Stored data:
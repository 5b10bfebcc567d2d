//! Subset of the PagerDuty REST v2 resources the exporter reads.
//!
//! PagerDuty sends `null` for many optional strings, so those fields go
//! through [`nullable`] and fall back to their default.

use serde::{Deserialize, Deserializer};

fn nullable<'de, D, T>(deserializer: D) -> Result<T, D::Error>
where
    D: Deserializer<'de>,
    T: Default + Deserialize<'de>,
{
    Ok(Option::<T>::deserialize(deserializer)?.unwrap_or_default())
}

#[derive(Debug, Clone, Default, Deserialize)]
pub struct Reference {
    #[serde(default)]
    pub id: String,
}

#[derive(Debug, Clone, Default, Deserialize)]
pub struct Team {
    pub id: String,
    #[serde(default, deserialize_with = "nullable")]
    pub name: String,
    #[serde(default, deserialize_with = "nullable")]
    pub html_url: String,
}

#[derive(Debug, Clone, Default, Deserialize)]
pub struct User {
    pub id: String,
    #[serde(default, deserialize_with = "nullable")]
    pub name: String,
    #[serde(default, deserialize_with = "nullable")]
    pub email: String,
    #[serde(default, deserialize_with = "nullable")]
    pub avatar_url: String,
    #[serde(default, deserialize_with = "nullable")]
    pub color: String,
    #[serde(default, deserialize_with = "nullable")]
    pub job_title: String,
    #[serde(default, deserialize_with = "nullable")]
    pub role: String,
    #[serde(default, deserialize_with = "nullable")]
    pub time_zone: String,
}

#[derive(Debug, Clone, Default, Deserialize)]
pub struct Service {
    pub id: String,
    #[serde(default, deserialize_with = "nullable")]
    pub name: String,
    #[serde(default, deserialize_with = "nullable")]
    pub html_url: String,
    #[serde(default, deserialize_with = "nullable")]
    pub teams: Vec<Reference>,
}

#[derive(Debug, Clone, Default, Deserialize)]
pub struct Schedule {
    pub id: String,
    #[serde(default, deserialize_with = "nullable")]
    pub name: String,
    #[serde(default, deserialize_with = "nullable")]
    pub time_zone: String,
    #[serde(default, deserialize_with = "nullable")]
    pub schedule_layers: Vec<ScheduleLayer>,
    #[serde(default, deserialize_with = "nullable")]
    pub final_schedule: RenderedSchedule,
}

#[derive(Debug, Clone, Default, Deserialize)]
pub struct ScheduleLayer {
    #[serde(default)]
    pub id: String,
    #[serde(default, deserialize_with = "nullable")]
    pub name: String,
    #[serde(default, deserialize_with = "nullable")]
    pub rendered_schedule_entries: Vec<ScheduleEntry>,
    #[serde(default, deserialize_with = "nullable")]
    pub rendered_coverage_percentage: f64,
}

#[derive(Debug, Clone, Default, Deserialize)]
pub struct RenderedSchedule {
    #[serde(default, deserialize_with = "nullable")]
    pub rendered_schedule_entries: Vec<ScheduleEntry>,
    #[serde(default, deserialize_with = "nullable")]
    pub rendered_coverage_percentage: f64,
}

#[derive(Debug, Clone, Default, Deserialize)]
pub struct ScheduleEntry {
    #[serde(default, deserialize_with = "nullable")]
    pub start: String,
    #[serde(default, deserialize_with = "nullable")]
    pub end: String,
    #[serde(default, deserialize_with = "nullable")]
    pub user: Reference,
}

#[derive(Debug, Clone, Default, Deserialize)]
pub struct Override {
    pub id: String,
    #[serde(default, deserialize_with = "nullable")]
    pub start: String,
    #[serde(default, deserialize_with = "nullable")]
    pub end: String,
    #[serde(default, deserialize_with = "nullable")]
    pub user: Reference,
}

#[derive(Debug, Clone, Default, Deserialize)]
pub struct MaintenanceWindow {
    pub id: String,
    #[serde(default, deserialize_with = "nullable")]
    pub start_time: String,
    #[serde(default, deserialize_with = "nullable")]
    pub end_time: String,
    #[serde(default, deserialize_with = "nullable")]
    pub services: Vec<Reference>,
}

#[derive(Debug, Clone, Default, Deserialize)]
pub struct OnCall {
    #[serde(default, deserialize_with = "nullable")]
    pub schedule: Reference,
    #[serde(default, deserialize_with = "nullable")]
    pub user: Reference,
    #[serde(default, deserialize_with = "nullable")]
    pub escalation_level: u64,
    /// `null` for permanent on-call assignments.
    #[serde(default, deserialize_with = "nullable")]
    pub start: String,
    #[serde(default, deserialize_with = "nullable")]
    pub end: String,
}

#[derive(Debug, Clone, Default, Deserialize)]
pub struct Incident {
    pub id: String,
    #[serde(default, deserialize_with = "nullable")]
    pub incident_number: u64,
    #[serde(default, deserialize_with = "nullable")]
    pub title: String,
    #[serde(default, deserialize_with = "nullable")]
    pub html_url: String,
    #[serde(default, deserialize_with = "nullable")]
    pub status: String,
    #[serde(default, deserialize_with = "nullable")]
    pub urgency: String,
    #[serde(rename = "type", default, deserialize_with = "nullable")]
    pub kind: String,
    #[serde(default, deserialize_with = "nullable")]
    pub created_at: String,
    #[serde(default, deserialize_with = "nullable")]
    pub last_status_change_at: String,
    #[serde(default, deserialize_with = "nullable")]
    pub last_status_change_by: Reference,
    #[serde(default, deserialize_with = "nullable")]
    pub service: Reference,
    #[serde(default)]
    pub priority: Option<Priority>,
    #[serde(default, deserialize_with = "nullable")]
    pub acknowledgements: Vec<Acknowledgement>,
    #[serde(default, deserialize_with = "nullable")]
    pub assignments: Vec<Assignment>,
}

impl Incident {
    pub fn priority_name(&self) -> &str {
        self.priority
            .as_ref()
            .map(|priority| priority.name.as_str())
            .unwrap_or_default()
    }
}

#[derive(Debug, Clone, Default, Deserialize)]
pub struct Priority {
    #[serde(default)]
    pub id: String,
    #[serde(default, deserialize_with = "nullable")]
    pub name: String,
}

#[derive(Debug, Clone, Default, Deserialize)]
pub struct Acknowledgement {
    #[serde(default, deserialize_with = "nullable")]
    pub at: String,
    #[serde(default, deserialize_with = "nullable")]
    pub acknowledger: Reference,
}

#[derive(Debug, Clone, Default, Deserialize)]
pub struct Assignment {
    #[serde(default, deserialize_with = "nullable")]
    pub at: String,
    #[serde(default, deserialize_with = "nullable")]
    pub assignee: Reference,
}

#[derive(Debug, Clone, Default, Deserialize)]
pub struct License {
    pub id: String,
    #[serde(default, deserialize_with = "nullable")]
    pub name: String,
    #[serde(rename = "type", default, deserialize_with = "nullable")]
    pub kind: String,
    #[serde(default, deserialize_with = "nullable")]
    pub current_value: f64,
    #[serde(default, deserialize_with = "nullable")]
    pub allocations_available: f64,
}

#[derive(Debug, Clone, Deserialize)]
pub(crate) struct ScheduleResponse {
    pub schedule: Schedule,
}

#[derive(Debug, Clone, Deserialize)]
pub(crate) struct LicensesResponse {
    #[serde(default, deserialize_with = "nullable")]
    pub licenses: Vec<License>,
}
use async_trait::async_trait;
use pdexp_collector::{CollectContext, Emitter, Processor, ResetGroup, SinkRegistrar};
use pdexp_common::error::Result;
use pdexp_metrics::{MetricList, labels};

use crate::client::PagerDutyClient;

pub const SERVICE_INFO: &str = "pagerduty_service_info";

pub struct ServiceProcessor {
    client: PagerDutyClient,
    team_filter: Vec<String>,
    group: ResetGroup,
}

impl ServiceProcessor {
    pub fn new(client: PagerDutyClient, team_filter: Vec<String>) -> Self {
        Self {
            client,
            team_filter,
            group: ResetGroup::new(),
        }
    }
}

#[async_trait]
impl Processor for ServiceProcessor {
    fn setup(&mut self, registrar: &mut SinkRegistrar<'_>) -> Result<()> {
        let service = registrar.gauge(
            SERVICE_INFO,
            "PagerDuty service",
            &["serviceID", "teamID", "serviceName", "serviceUrl"],
        )?;
        self.group.gauge(service);
        Ok(())
    }

    fn reset(&self) {
        self.group.reset();
    }

    async fn collect(&self, _ctx: &CollectContext, emitter: Emitter) -> Result<()> {
        let mut services = MetricList::new();
        for service in self.client.list_services(&self.team_filter).await? {
            // one row per owning team; unowned services get an empty teamID
            let teams = if service.teams.is_empty() {
                vec![String::new()]
            } else {
                service.teams.iter().map(|team| team.id.clone()).collect()
            };

            for team in teams {
                services.add_info(labels! {
                    "serviceID" => service.id,
                    "teamID" => team,
                    "serviceName" => service.name,
                    "serviceUrl" => service.html_url,
                });
            }
        }

        emitter.gauges(SERVICE_INFO, services).await
    }
}
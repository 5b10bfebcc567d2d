pub mod error;
pub mod format;
pub mod time;

pub use error::{ErrorCategory, PdexpError, Result};
pub fn bool_label(value: bool) -> &'static str {
    if value { "true" } else { "false" }
}

/// Splits a delimited flag value, dropping blanks.
pub fn split_list(value: &str, delimiter: char) -> Vec<String> {
    value
        .split(delimiter)
        .map(str::trim)
        .filter(|item| !item.is_empty())
        .map(str::to_string)
        .collect()
}

#[cfg(test)]
mod tests {
    use super::*;

    #[test]
    fn split_list_skips_blank_entries() {
        assert_eq!(split_list("P1, ,P2,", ','), vec!["P1", "P2"]);
        assert!(split_list("", ';').is_empty());
    }

    #[test]
    fn bool_labels() {
        assert_eq!(bool_label(true), "true");
        assert_eq!(bool_label(false), "false");
    }
}
use std::{
    sync::{Arc, PoisonError, RwLock},
    time::Duration,
};

use pdexp_common::error::{PdexpError, Result};
use pdexp_metrics::MetricsRegistry;
use tokio::task::JoinSet;
use tokio_util::sync::CancellationToken;
use tracing::{error, info};

use crate::{
    collector::{Collector, CollectorDescriptor, CollectorOptions},
    processor::Processor,
    stats::StatsProcessor,
};

pub const STATS_COLLECTOR: &str = "collector";

/// Shared, append-only list of registered collector descriptors.
#[derive(Clone, Default)]
pub struct CollectorDirectory {
    descriptors: Arc<RwLock<Vec<Arc<CollectorDescriptor>>>>,
}

impl CollectorDirectory {
    pub fn list(&self) -> Vec<Arc<CollectorDescriptor>> {
        self.descriptors
            .read()
            .unwrap_or_else(PoisonError::into_inner)
            .clone()
    }

    pub fn get(&self, name: &str) -> Option<Arc<CollectorDescriptor>> {
        self.list()
            .into_iter()
            .find(|descriptor| descriptor.name() == name)
    }

    fn insert(&self, descriptor: Arc<CollectorDescriptor>) -> Result<()> {
        let mut descriptors = self
            .descriptors
            .write()
            .unwrap_or_else(PoisonError::into_inner);
        if descriptors
            .iter()
            .any(|existing| existing.name() == descriptor.name())
        {
            return Err(PdexpError::DuplicateCollector(descriptor.name().to_string()));
        }
        descriptors.push(descriptor);
        Ok(())
    }
}

/// Owns every collector of the process and runs them to completion.
pub struct Exporter {
    registry: Arc<MetricsRegistry>,
    options: CollectorOptions,
    directory: CollectorDirectory,
    collectors: Vec<Collector>,
}

impl Exporter {
    pub fn new(registry: Arc<MetricsRegistry>, options: CollectorOptions) -> Self {
        Self {
            registry,
            options,
            directory: CollectorDirectory::default(),
            collectors: Vec::new(),
        }
    }

    pub fn directory(&self) -> CollectorDirectory {
        self.directory.clone()
    }

    pub fn registry(&self) -> Arc<MetricsRegistry> {
        self.registry.clone()
    }

    /// Registers a collector. A zero interval means disabled: nothing is
    /// registered and `Ok(false)` is returned.
    pub fn register(
        &mut self,
        name: &str,
        interval: Duration,
        processor: impl Processor + 'static,
    ) -> Result<bool> {
        self.add(CollectorDescriptor::new(name, interval, false), Box::new(processor))
    }

    pub fn register_hidden(
        &mut self,
        name: &str,
        interval: Duration,
        processor: impl Processor + 'static,
    ) -> Result<bool> {
        self.add(CollectorDescriptor::new(name, interval, true), Box::new(processor))
    }

    /// Adds the hidden collector that reports the other collectors' last
    /// scrape duration.
    pub fn enable_self_observability(&mut self, interval: Duration) -> Result<bool> {
        let processor = StatsProcessor::new(self.directory());
        self.register_hidden(STATS_COLLECTOR, interval, processor)
    }

    fn add(&mut self, descriptor: CollectorDescriptor, processor: Box<dyn Processor>) -> Result<bool> {
        if descriptor.interval().is_zero() {
            info!(collector = %descriptor.name(), "collector disabled");
            return Ok(false);
        }
        if self.directory.get(descriptor.name()).is_some() {
            return Err(PdexpError::DuplicateCollector(descriptor.name().to_string()));
        }

        let collector = Collector::new(
            descriptor,
            processor,
            self.registry.clone(),
            self.options.clone(),
        )?;
        self.directory.insert(collector.descriptor())?;
        self.collectors.push(collector);
        Ok(true)
    }

    pub fn len(&self) -> usize {
        self.collectors.len()
    }

    pub fn is_empty(&self) -> bool {
        self.collectors.is_empty()
    }

    /// Spawns one task per collector and waits for them.
    ///
    /// The first collector error cancels all the others and is returned.
    pub async fn run(self, cancel: CancellationToken) -> Result<()> {
        let mut tasks = JoinSet::new();
        for collector in self.collectors {
            tasks.spawn(collector.run(cancel.clone()));
        }

        let mut outcome = Ok(());
        while let Some(joined) = tasks.join_next().await {
            let result = joined.unwrap_or_else(|err| {
                Err(PdexpError::InternalError(format!("collector task failed: {err}")))
            });
            if let Err(err) = result
                && outcome.is_ok()
            {
                error!(error = %err, "stopping all collectors");
                cancel.cancel();
                outcome = Err(err);
            }
        }

        outcome
    }
}
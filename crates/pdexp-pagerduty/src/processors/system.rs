use async_trait::async_trait;
use pdexp_collector::{CollectContext, Emitter, Processor, ResetGroup, SinkRegistrar};
use pdexp_common::error::Result;
use pdexp_metrics::{MetricList, labels};

use crate::client::PagerDutyClient;

pub const SYSTEM_LICENSE_INFO: &str = "pagerduty_system_license_info";
pub const SYSTEM_LICENSE_CURRENT: &str = "pagerduty_system_license_current";
pub const SYSTEM_LICENSE_ALLOCATIONS_AVAILABLE: &str = "pagerduty_system_license_allocations_available";

const LICENSE_LABELS: [&str; 3] = ["licenseID", "licenseType", "licenseName"];

/// Account license usage.
pub struct SystemProcessor {
    client: PagerDutyClient,
    group: ResetGroup,
}

impl SystemProcessor {
    pub fn new(client: PagerDutyClient) -> Self {
        Self {
            client,
            group: ResetGroup::new(),
        }
    }
}

#[async_trait]
impl Processor for SystemProcessor {
    fn setup(&mut self, registrar: &mut SinkRegistrar<'_>) -> Result<()> {
        let info = registrar.gauge(SYSTEM_LICENSE_INFO, "PagerDuty license", &LICENSE_LABELS)?;
        let current = registrar.gauge(
            SYSTEM_LICENSE_CURRENT,
            "PagerDuty license current value",
            &LICENSE_LABELS,
        )?;
        let available = registrar.gauge(
            SYSTEM_LICENSE_ALLOCATIONS_AVAILABLE,
            "PagerDuty license allocations available",
            &LICENSE_LABELS,
        )?;
        self.group.gauge(info).gauge(current).gauge(available);
        Ok(())
    }

    fn reset(&self) {
        self.group.reset();
    }

    async fn collect(&self, _ctx: &CollectContext, emitter: Emitter) -> Result<()> {
        let mut info = MetricList::new();
        let mut current = MetricList::new();
        let mut available = MetricList::new();
        for license in self.client.list_licenses().await? {
            let labels = labels! {
                "licenseID" => license.id,
                "licenseType" => license.kind,
                "licenseName" => license.name,
            };
            current.add_gauge(labels.clone(), license.current_value);
            available.add_gauge(labels.clone(), license.allocations_available);
            info.add_info(labels);
        }

        emitter.gauges(SYSTEM_LICENSE_INFO, info).await?;
        emitter.gauges(SYSTEM_LICENSE_CURRENT, current).await?;
        emitter
            .gauges(SYSTEM_LICENSE_ALLOCATIONS_AVAILABLE, available)
            .await
    }
}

Your goal -
All lines with the word "serviceID" need to be copied from the data above.

Output of the exercise -
            &["serviceID", "teamID", "serviceName", "serviceUrl"],
                    "serviceID" => service.id,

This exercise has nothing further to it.